§ What to work on
Please find all lines containing "decoders" in the listing below and copy them.

§ Data for processing
BEGIN

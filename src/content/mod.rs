//! Content stream processing.
//!
//! Content streams hold the operators that paint a page. This module
//! tokenizes them with byte spans, tracks text state while scanning, and
//! rewrites them in place:
//!
//! - [`tokenizer`] splits a stream into operator instructions
//! - [`text_state`] tracks the matrices and text parameters
//! - [`scanner`] produces positioned text and implements redaction and
//!   replacement on top of it
//! - [`rewrite`] splices new names and strings into existing bytes
//! - [`images`] hands out image XObjects as stored

pub mod images;
pub mod rewrite;
pub mod scanner;
pub mod text_state;
pub mod tokenizer;

pub use images::{extract_images, save_images, ExtractedImage};
pub use rewrite::{rename_resources, replace_in_strings, ResourceRenames};
pub use scanner::{extract_page_text, extract_text, redact, replace_text, text_fragments, TextFragment};
pub use text_state::{FontMetrics, TextState};
pub use tokenizer::{tokenize, Instruction, Operand};

use crate::document::Document;
use crate::error::Result;
use crate::object::{Dictionary, Object, ObjectRef};

/// References to the content streams of a page, in drawing order.
///
/// `/Contents` may be a single reference or an array of references; direct
/// streams are not addressable and are skipped.
pub fn content_refs(doc: &Document, page_ref: ObjectRef) -> Vec<ObjectRef> {
    let Some(contents) = doc
        .get(page_ref)
        .and_then(Object::as_dict)
        .and_then(|d| d.get("Contents"))
    else {
        return Vec::new();
    };
    match contents {
        Object::Reference(r) => match doc.resolve_ref(*r) {
            Object::Array(items) => items.iter().filter_map(Object::as_reference).collect(),
            _ => vec![*r],
        },
        Object::Array(items) => items.iter().filter_map(Object::as_reference).collect(),
        _ => {
            log::warn!("page {} has direct /Contents", page_ref);
            Vec::new()
        },
    }
}

/// Decoded content of a page: every content stream joined by a newline.
pub fn page_content(doc: &Document, page_ref: ObjectRef) -> Result<Vec<u8>> {
    let options = doc.options().decode_options();
    let mut out = Vec::new();
    for r in content_refs(doc, page_ref) {
        let stream = doc.resolve_ref(r);
        if !stream.is_stream() {
            log::debug!("content entry {} is not a stream", r);
            continue;
        }
        if !out.is_empty() {
            out.push(b'\n');
        }
        out.extend(stream.decode_stream_data_with(&options)?);
    }
    Ok(out)
}

/// Effective resources of a page, empty when none are set.
pub fn page_resources(doc: &Document, page_ref: ObjectRef) -> Dictionary {
    doc.effective_attribute(page_ref, "Resources")
        .and_then(Object::as_dict)
        .cloned()
        .unwrap_or_default()
}
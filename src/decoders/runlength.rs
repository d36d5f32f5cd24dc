//! RunLengthDecode.
//!
//! - Length byte 0-127: copy the next N+1 bytes literally
//! - Length byte 128: end of data
//! - Length byte 129-255: repeat the next byte 257-N times

use crate::decoders::StreamDecoder;
use crate::error::{Error, Result};

/// RunLengthDecode filter implementation (decode only).
pub struct RunLengthDecoder;

impl StreamDecoder for RunLengthDecoder {
    fn decode(&self, input: &[u8]) -> Result<Vec<u8>> {
        let mut output = Vec::new();
        let mut i = 0;

        while i < input.len() {
            let length = input[i];
            i += 1;

            match length {
                0..=127 => {
                    let count = length as usize + 1;
                    let run = input.get(i..i + count).ok_or_else(|| {
                        Error::Decode(format!(
                            "RunLengthDecode: literal run of {} bytes exceeds input",
                            count
                        ))
                    })?;
                    output.extend_from_slice(run);
                    i += count;
                },
                128 => break,
                129..=255 => {
                    let byte = *input.get(i).ok_or_else(|| {
                        Error::Decode("RunLengthDecode: missing byte for run".to_string())
                    })?;
                    i += 1;
                    output.resize(output.len() + 257 - length as usize, byte);
                },
            }
        }

        Ok(output)
    }

    fn name(&self) -> &str {
        "RunLengthDecode"
    }
}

END

§ Output of the task
filename src/decoders/runlength.rs
use crate::decoders::StreamDecoder;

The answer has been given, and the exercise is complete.